New research has revealed that two neurotransmitters-dopamine and glutamate-are abnormal in people with psychotic illness, including schizophrenia.
Among many other things, these chemicals play a role in cognitive functions, such as memory, learning, and problem solving.
James Stone and colleagues studied people with sub-threshold psychotic symptoms, who were at very high risk of undergoing transition to full-blown psychotic illness, using two brain imaging techniques - magnetic resonance spectroscopy, which allows measurement of glutamate in the brain, and [18F]DOPA positron emission tomography, which gives a measure of dopamine neuron activity.

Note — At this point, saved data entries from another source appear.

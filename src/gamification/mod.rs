//! Gamification: scoring rules, the scoring engine, streak bonuses, the
//! point ledger and the messenger leaderboard.

pub mod engine;
pub mod error;
pub mod ledger;
pub mod ranking;
pub mod rule_table;
pub mod rules;
pub mod streak;

// Re-exports for convenience
pub use engine::{score_route, PointBreakdown, ScoringEngine};
pub use error::GamificationError;
pub use ledger::{GrantReason, PointGrant, PointLedger};
pub use ranking::{RankedMessenger, RankingView};
pub use rule_table::RuleTable;
pub use rules::{default_rules, GamificationRule, RuleKind, RuleUpdate};
pub use streak::StreakEvaluator;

They found that in these individuals, lower glutamate in hippocampus, a major structure in the brain involved in memory, was associated with increased dopamine activity.
This was in keeping with earlier animal models, and with clinical studies of hippocampal and striatal function in psychosis.
According to Stone, "the findings support the hypothesis of an abnormal relationship between the dopamine and glutamate neurotransmitter systems in individuals with psychosis, and suggest that the development of drugs targeting glutamatergic transmission may be useful in the early treatment of psychosis."
The findings also suggested that this abnormal glutamate-dopamine relationship might be a risk marker for later transition to a psychotic disorder.
The findings were published in Biological Psychiatry.